Where is something happening? Are there similarities between different areas with respect to an attribute of interest? Which area is most susceptible to a particular hazard? These and many other questions can be answered if you take location into account in your analysis. Location plays an important role and has critical implications for many policy decisions regarding environment, biodiversity, and socio-economy. This area is increasingly being studied by researchers and practitioners from many disciplines. In particular, in the realization of Sustainable Development Goals (SDGs), Geographic Information Systems (GIS), and remote sensing (RS), data can play a pivotal role.
R and QGIS are two examples of open source software that can be used free of charge for working with spatial data. By using them, we can answer many of our questions regarding location. For the last couple of years, R, a language originally intended for statisticians, has also been used as GIS software. We can readily call any spatial package in R and apply it to our data. QGIS is very powerful GIS software that enables users to perform many complex spatial tasks. QGIS and R both have a very strong user community and, by combining these two according to their relative advantages, you can perform very sophisticated and complex spatial analysis tasks.

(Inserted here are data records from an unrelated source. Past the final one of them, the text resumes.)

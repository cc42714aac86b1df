//! Outbound ports (driven side): the backend collaborators the core calls.

pub mod property;
pub mod video;
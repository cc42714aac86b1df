//! Viewport session states and load outcomes.

use std::sync::atomic::{AtomicU64, Ordering};
use std::sync::Arc;
use std::time::Duration;

use crate::domain::{GeoBounds, Property};
use crate::error::FetchError;

/// Properties fetched for one region, shared between cache and views.
pub type PropertySet = Arc<Vec<Property>>;

/// Where the data of a `Ready` state came from.
#[derive(Debug, Clone, Copy, PartialEq, Eq)]
pub enum DataOrigin {
    Cache,
    Network,
}

/// State of one viewport session.
///
/// `Idle → Loading → Ready | Error`, and back to `Idle` on the next
/// significant bounds change. A cache hit goes straight from `Idle` to
/// `Ready`.
#[derive(Debug, Clone, PartialEq)]
pub enum ViewportState {
    Idle,
    Loading {
        bounds: GeoBounds,
    },
    Ready {
        bounds: GeoBounds,
        properties: PropertySet,
        origin: DataOrigin,
    },
    Error {
        bounds: GeoBounds,
        error: FetchError,
        /// Last successfully loaded properties, kept on screen.
        last_good: Option<PropertySet>,
    },
}

impl ViewportState {
    /// Short state name for logs and CLI output.
    #[must_use]
    pub const fn name(&self) -> &'static str {
        match self {
            Self::Idle => "idle",
            Self::Loading { .. } => "loading",
            Self::Ready { .. } => "ready",
            Self::Error { .. } => "error",
        }
    }
}

/// Result of asking the loader for the properties visible in some bounds.
#[derive(Debug, Clone, PartialEq)]
pub enum ViewportOutcome {
    /// Bounds within epsilon of the ready viewport; nothing was done.
    Unchanged { properties: Option<PropertySet> },
    /// Fresh data for the requested bounds.
    Ready {
        properties: PropertySet,
        origin: DataOrigin,
    },
    /// The cooldown gate refused a fetch; keep showing the fallback.
    RateLimited {
        retry_after: Option<Duration>,
        fallback: Option<PropertySet>,
    },
    /// Newer bounds were requested while this load was in flight. The
    /// result was cached but not applied.
    Superseded,
    /// Transient fetch failure; keep showing the fallback.
    Failed {
        error: FetchError,
        fallback: Option<PropertySet>,
    },
}

impl ViewportOutcome {
    /// Properties the map should show after this outcome, if any.
    #[must_use]
    pub fn properties(&self) -> Option<&PropertySet> {
        match self {
            Self::Unchanged { properties } => properties.as_ref(),
            Self::Ready { properties, .. } => Some(properties),
            Self::RateLimited { fallback, .. } | Self::Failed { fallback, .. } => fallback.as_ref(),
            Self::Superseded => None,
        }
    }

    /// Whether this outcome went to the network.
    #[must_use]
    pub const fn is_network(&self) -> bool {
        matches!(
            self,
            Self::Ready {
                origin: DataOrigin::Network,
                ..
            }
        )
    }
}

/// Snapshot of loader counters.
#[derive(Debug, Clone, Copy, Default, PartialEq, Eq)]
pub struct ViewportStats {
    pub unchanged: u64,
    pub cache_hits: u64,
    pub fetches: u64,
    pub prefetches: u64,
    pub rate_limited: u64,
    pub superseded: u64,
    pub failures: u64,
}

#[derive(Debug, Default)]
pub(super) struct Counters {
    pub unchanged: AtomicU64,
    pub cache_hits: AtomicU64,
    pub fetches: AtomicU64,
    pub prefetches: AtomicU64,
    pub rate_limited: AtomicU64,
    pub superseded: AtomicU64,
    pub failures: AtomicU64,
}

impl Counters {
    pub fn bump(counter: &AtomicU64) {
        counter.fetch_add(1, Ordering::Relaxed);
    }

    pub fn snapshot(&self) -> ViewportStats {
        ViewportStats {
            unchanged: self.unchanged.load(Ordering::Relaxed),
            cache_hits: self.cache_hits.load(Ordering::Relaxed),
            fetches: self.fetches.load(Ordering::Relaxed),
            prefetches: self.prefetches.load(Ordering::Relaxed),
            rate_limited: self.rate_limited.load(Ordering::Relaxed),
            superseded: self.superseded.load(Ordering::Relaxed),
            failures: self.failures.load(Ordering::Relaxed),
        }
    }
}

This book covers both R and QGIS, unlike the other books on the market. Assuming you have zero, or rudimentary, knowledge of GIS and RS, this book will have transformed you from a beginner to an intermediate user of GIS and RS by the time you finish it. This book guides you from the initial step of setting up the software, to spatial analysis, geostatistics, and applying different models for landslide susceptibility mapping by providing hands-on examples, code, and screenshots. After reading this book, you should be able to generalize the examples to your spatial problems and create susceptibility maps using machine learning algorithms.